Women in Film – Part 2 – 2017 Analysis

So if women built on momentum in 2016, what is happening this year? A fair amount, given that the “summer blockbuster” season for 2017 started in early March with Fox’s Marvel X-Men entry Logan and reboot film Kong: Skull Island. Women play principle roles in both those movies – young Dafne Keen playing a mutant girl with Wolverine-like abilities, and rising player Brie Larson is in the new Vietnam-era set Kong as an intrepid war photo-journalist, along with Tian Jing playing a biologist.

Some other action movies have already rolled out in the last two and a half months as well, as the former dumping ground of the new year has become a potentially fertile time period. The two reigning queens of the horror action films, Kate Beckinsale and Milla Jovovich, have returned with Underworld: Blood Wars (which was pushed forward from its original October 2016 release date,) and Resident Evil: The Final Chapter, Jovovich’s final film for the game tie-in franchise. The new Resident Evil racked in $307+ millions on only a $40 million budget and still going, for an all-time high for the franchise. Underworld: Blood Wars has had a slower start, but brought in over $81 million on an even smaller budget and still going globally. The two actresses together also got some extra press for their work in these successful but often dismissed franchises, since media has noticed that women are now taking point just a tiny bit more in hit action and SFF films.

On a slightly different spoke of the action wheel, Disney’s live action musical version of Beauty and the Beast, starring Emma Watson, had a record-breaking opening weekend with over $170 million domestically and has earned over $392 million in world box office. That’s good since the budget for the film was quite huge with the motion capture effects, and they estimate it might reach the billion dollar mark. Disney doing live action alt versions of its animated princess classics has so far been nothing but extremely popular, so more transformation of the vault properties are planned, as well as things like the up-coming 2018 Mary Poppins sequel. That’s going to give quite a few up and coming actresses spotlight roles backed by Disney’s machine.

The horror franchise of The Ring finally got its new one out, Rings starring Matilda Lutz. Rings has brought in over $81 million on a $25 million budget. And on a smaller scale, Before I Fall, adapted from the hit YA novel, stars Zoey Deutch and a female-heavy cast with a story of a teenager who relives the day of her death over and over, trying to change things. It hasn’t brought much money in yet, but has had a limited release.
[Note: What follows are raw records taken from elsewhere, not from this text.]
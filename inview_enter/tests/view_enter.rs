// Copyright 2025 the Inview Authors
// SPDX-License-Identifier: Apache-2.0 OR MIT

//! Tests for the `inview_enter` crate.
//!
//! These drive the full controller — binding registry, observer pair,
//! state machine, and safe-visibility protocol — against the stub viewport
//! and the recording handle, asserting on exact call sequences.

use inview_enter::machine::Phase;
use inview_enter::safety::SafeTag;
use inview_enter::{EnterConfig, EnterFrames, Mode, ViewEnter};
use inview_playback::{CallLog, EffectResolver, HandleCall, RecordingHandle};
use inview_viewport::{StubViewport, SubscriptionId, VisibilityEntry};
use kurbo::Rect;

const ROOT_HEIGHT: f64 = 400.0;

/// Resolves every spec except `"unknown"`, exposing the last handle's log.
struct Effects {
    last_log: CallLog,
}

impl Effects {
    fn new() -> Self {
        Self {
            last_log: CallLog::default(),
        }
    }
}

impl EffectResolver<u32> for Effects {
    type Spec = &'static str;
    type Handle = RecordingHandle;

    fn resolve(&mut self, _target: u32, spec: &Self::Spec) -> Option<RecordingHandle> {
        if *spec == "unknown" {
            return None;
        }
        let handle = RecordingHandle::new();
        self.last_log = handle.log();
        Some(handle)
    }
}

struct Fixture {
    controller: ViewEnter<u32, RecordingHandle>,
    viewport: StubViewport<u32>,
    frames: EnterFrames<u32>,
    effects: Effects,
}

impl Fixture {
    fn new() -> Self {
        Self {
            controller: ViewEnter::new(),
            viewport: StubViewport::new(),
            frames: EnterFrames::new(),
            effects: Effects::new(),
        }
    }

    fn add(&mut self, element: u32, config: EnterConfig) -> CallLog {
        self.controller.add(
            element,
            element,
            &"effect",
            config,
            &mut self.effects,
            &mut self.viewport,
        );
        self.effects.last_log.clone()
    }

    /// Delivers a signal with default geometry (element shorter than root).
    fn signal(&mut self, sub: SubscriptionId, intersecting: bool) {
        self.signal_with_height(sub, intersecting, 100.0);
    }

    fn signal_with_height(&mut self, sub: SubscriptionId, intersecting: bool, source_height: f64) {
        let entry = VisibilityEntry::new(
            intersecting,
            Rect::new(0.0, 0.0, 100.0, source_height),
            Rect::new(0.0, 0.0, 100.0, ROOT_HEIGHT),
        );
        self.controller
            .on_visibility(sub, &entry, &mut self.viewport, &mut self.frames);
    }

    fn flush(&mut self) {
        self.controller
            .flush_frames(&mut self.frames, &mut self.viewport);
    }

    fn subs(&self, element: u32) -> Vec<SubscriptionId> {
        self.viewport.subscriptions_for(element)
    }
}

fn after_persist(log: &CallLog) -> Vec<HandleCall> {
    let calls = log.calls();
    assert_eq!(calls.first(), Some(&HandleCall::Persist));
    calls[1..].to_vec()
}

#[test]
fn no_handle_means_no_observe() {
    let mut fx = Fixture::new();
    for mode in [Mode::Once, Mode::Alternate, Mode::Repeat, Mode::State] {
        fx.controller.add(
            1,
            1,
            &"unknown",
            EnterConfig::new(mode),
            &mut fx.effects,
            &mut fx.viewport,
        );
    }

    assert!(fx.controller.is_empty());
    assert_eq!(fx.viewport.active_count(), 0);
    assert!(fx.viewport.observe_journal().is_empty());
}

#[test]
fn once_plays_once_and_unsubscribes() {
    let mut fx = Fixture::new();
    let log = fx.add(1, EnterConfig::new(Mode::Once).threshold(0.3));
    let primary = fx.subs(1)[0];

    fx.signal(primary, true);

    assert_eq!(after_persist(&log), [HandleCall::Play]);
    // Exactly one unsubscribe of the primary; the binding is terminal.
    assert_eq!(fx.viewport.unobserve_journal(), &[primary]);
    assert_eq!(fx.viewport.active_count(), 0);

    // Nothing delivered afterwards has any effect.
    fx.signal(primary, false);
    fx.signal(primary, true);
    assert_eq!(after_persist(&log), [HandleCall::Play]);
}

#[test]
fn alternate_reverses_in_and_out_on_one_subscription() {
    let mut fx = Fixture::new();
    let log = fx.add(1, EnterConfig::new(Mode::Alternate).threshold(0.3));

    let subs = fx.subs(1);
    assert_eq!(subs.len(), 1, "alternate uses a single subscription");
    let primary = subs[0];

    fx.signal(primary, true);
    fx.signal(primary, false);
    fx.signal(primary, true);

    assert_eq!(
        after_persist(&log),
        [HandleCall::Play, HandleCall::Reverse, HandleCall::Reverse]
    );
}

#[test]
fn repeat_restarts_from_zero_on_every_entry() {
    let mut fx = Fixture::new();
    let log = fx.add(1, EnterConfig::new(Mode::Repeat).threshold(0.3));

    let subs = fx.subs(1);
    assert_eq!(subs.len(), 2, "repeat uses a primary/exit pair");
    let (primary, exit) = (subs[0], subs[1]);

    fx.signal(primary, true);
    fx.signal(exit, false);
    fx.signal(primary, true);

    assert_eq!(
        after_persist(&log),
        [
            HandleCall::Seek(0.0),
            HandleCall::Play,
            HandleCall::Pause,
            HandleCall::Seek(0.0),
            HandleCall::Seek(0.0),
            HandleCall::Play,
        ]
    );
}

#[test]
fn state_resumes_without_any_seek() {
    let mut fx = Fixture::new();
    let log = fx.add(1, EnterConfig::new(Mode::State).threshold(0.3));
    let subs = fx.subs(1);
    let (primary, exit) = (subs[0], subs[1]);

    fx.signal(primary, true);
    fx.signal(exit, false);
    fx.signal(primary, true);

    let calls = after_persist(&log);
    assert_eq!(calls, [HandleCall::Play, HandleCall::Pause, HandleCall::Play]);
    assert!(!calls.iter().any(|c| matches!(c, HandleCall::Seek(_))));
}

#[test]
fn pair_signals_are_safe_under_either_order() {
    // Both subscriptions fire in the same pass; the exit's redundant
    // polarity must be a no-op whichever one the host delivers first.
    let mut fx = Fixture::new();
    let log = fx.add(1, EnterConfig::new(Mode::State).threshold(0.3));
    let subs = fx.subs(1);
    let (primary, exit) = (subs[0], subs[1]);

    // Exit-first: the element enters, and the exit subscription also
    // reports it now intersects (dropped), primary reports entry.
    fx.signal(exit, true);
    fx.signal(primary, true);
    assert_eq!(after_persist(&log), [HandleCall::Play]);
    assert_eq!(fx.controller.phase(1), Some(Phase::Entered));

    // Leave, re-enter with primary-first ordering.
    fx.signal(exit, false);
    fx.signal(primary, true);
    fx.signal(exit, true);
    assert_eq!(
        after_persist(&log),
        [HandleCall::Play, HandleCall::Pause, HandleCall::Play]
    );
}

#[test]
fn safe_mode_replaces_unreachable_threshold_exactly_once() {
    let mut fx = Fixture::new();
    let _ = fx.add(1, EnterConfig::new(Mode::Once).threshold(0.5).safe(true));
    let primary = fx.subs(1)[0];

    // 0.5 * 1000 = 500 > 400: structurally unreachable.
    fx.signal_with_height(primary, false, 1000.0);
    assert_eq!(fx.controller.safe_tag(1), Some(SafeTag::Undecided));
    fx.flush();

    assert_eq!(fx.controller.safe_tag(1), Some(SafeTag::Replaced));
    assert_eq!(fx.viewport.unobserve_journal(), &[primary]);

    let replacement = fx.subs(1)[0];
    assert_ne!(replacement, primary);
    let config = fx.viewport.config(replacement).unwrap();
    assert_eq!(config.threshold, 0.0);
    assert!(config.bottom_margin < 0.0);

    // The decision is terminal: further misses change nothing.
    fx.signal_with_height(replacement, false, 1000.0);
    fx.flush();
    assert_eq!(fx.viewport.unobserve_journal().len(), 1);
    assert_eq!(fx.subs(1), vec![replacement]);

    // The replacement still drives playback.
    fx.signal(replacement, true);
    assert_eq!(fx.viewport.active_count(), 0);
}

#[test]
fn safe_mode_keeps_reachable_thresholds() {
    let mut fx = Fixture::new();
    let _ = fx.add(1, EnterConfig::new(Mode::Once).threshold(0.5).safe(true));
    let primary = fx.subs(1)[0];

    // 0.5 * 600 = 300 <= 400: reachable, zero replacements.
    fx.signal_with_height(primary, false, 600.0);
    fx.flush();

    assert_eq!(fx.controller.safe_tag(1), Some(SafeTag::Kept));
    assert!(fx.viewport.unobserve_journal().is_empty());
    assert_eq!(fx.subs(1), vec![primary]);
}

#[test]
fn safe_probe_is_first_callback_only() {
    let mut fx = Fixture::new();
    let _ = fx.add(1, EnterConfig::new(Mode::Once).threshold(0.5).safe(true));
    let primary = fx.subs(1)[0];

    // Two misses before the frame flush: only one probe may be queued.
    fx.signal_with_height(primary, false, 1000.0);
    fx.signal_with_height(primary, false, 1000.0);
    fx.flush();

    // One unobserve, one replacement — not two.
    assert_eq!(fx.viewport.unobserve_journal().len(), 1);
    assert_eq!(fx.subs(1).len(), 1);
}

#[test]
fn safe_probe_for_a_removed_binding_is_dropped() {
    let mut fx = Fixture::new();
    let _ = fx.add(1, EnterConfig::new(Mode::Once).threshold(0.5).safe(true));
    let primary = fx.subs(1)[0];

    fx.signal_with_height(primary, false, 1000.0);
    fx.controller.remove(1, &mut fx.viewport);
    fx.flush();

    // Removal unobserved the primary; the stale probe created nothing.
    assert_eq!(fx.viewport.active_count(), 0);
    assert_eq!(fx.viewport.observe_journal().len(), 1);
}

#[test]
fn safe_probe_for_a_retired_binding_installs_nothing() {
    let mut fx = Fixture::new();
    let log = fx.add(1, EnterConfig::new(Mode::Once).threshold(0.5).safe(true));
    let primary = fx.subs(1)[0];

    // A miss queues the probe, then an entry fires and retires the
    // primary before the frame flush runs.
    fx.signal_with_height(primary, false, 1000.0);
    fx.signal(primary, true);
    assert_eq!(after_persist(&log), [HandleCall::Play]);
    assert_eq!(fx.viewport.active_count(), 0);
    fx.flush();

    // The retired binding gets no replacement subscription.
    assert_eq!(fx.viewport.active_count(), 0);
    assert_eq!(fx.viewport.observe_journal().len(), 1);
    assert_eq!(fx.controller.safe_tag(1), Some(SafeTag::Undecided));
}

#[test]
fn safe_mode_off_never_probes() {
    let mut fx = Fixture::new();
    let _ = fx.add(1, EnterConfig::new(Mode::Once).threshold(0.5));
    let primary = fx.subs(1)[0];

    fx.signal_with_height(primary, false, 1000.0);
    assert!(fx.frames.is_empty());
    fx.flush();
    assert_eq!(fx.controller.safe_tag(1), Some(SafeTag::Undecided));
    assert_eq!(fx.subs(1), vec![primary]);
}

#[test]
fn remove_twice_equals_remove_once() {
    let mut fx = Fixture::new();
    let _ = fx.add(1, EnterConfig::new(Mode::Repeat));

    fx.controller.remove(1, &mut fx.viewport);
    let journal = fx.viewport.unobserve_journal().to_vec();
    fx.controller.remove(1, &mut fx.viewport);

    assert_eq!(fx.viewport.unobserve_journal(), journal.as_slice());
    assert_eq!(fx.viewport.active_count(), 0);
}

#[test]
fn rebind_after_remove_reproduces_a_fresh_bind() {
    let mut fx = Fixture::new();
    let config = EnterConfig::new(Mode::Alternate).threshold(0.3);

    let first_log = fx.add(1, config);
    let first_sub = fx.subs(1)[0];
    fx.signal(first_sub, true);
    fx.controller.remove(1, &mut fx.viewport);

    let second_log = fx.add(1, config);
    let second_sub = fx.subs(1)[0];
    fx.signal(second_sub, true);

    // Same initial sequence as a fresh bind: no residual state leaked.
    assert_eq!(first_log.calls(), second_log.calls());
    assert_eq!(
        fx.viewport.config(second_sub),
        Some(fx.viewport.observe_journal()[0].2)
    );
    assert_eq!(fx.controller.phase(1), Some(Phase::Entered));
}

#[test]
fn bindings_are_independent() {
    let mut fx = Fixture::new();
    let log_a = fx.add(1, EnterConfig::new(Mode::State));
    let log_b = fx.add(2, EnterConfig::new(Mode::State));

    let a_primary = fx.subs(1)[0];
    fx.signal(a_primary, true);

    assert_eq!(after_persist(&log_a), [HandleCall::Play]);
    assert_eq!(after_persist(&log_b), []);

    // Removing one leaves the other's subscriptions alone.
    fx.controller.remove(1, &mut fx.viewport);
    assert_eq!(fx.subs(2).len(), 2);
}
In addition to Fifty Shades Darker bringing in audiences for nearly $375 million on the psychodrama front, women have so far this year played key roles in hits xXx: The Return of Xander Cage, The Great Wall, The LEGO Batman Movie, horror thriller Split, John Wick: Chapter Two, sleeper horror hit Get Out, and kid-friendly adventure Monster Truck. There’s also been a cluster of high grossing global Asian films, such as Jackie Chan’s Kung Fu Yoga and the animated film Your Name, in which women are doing major leads.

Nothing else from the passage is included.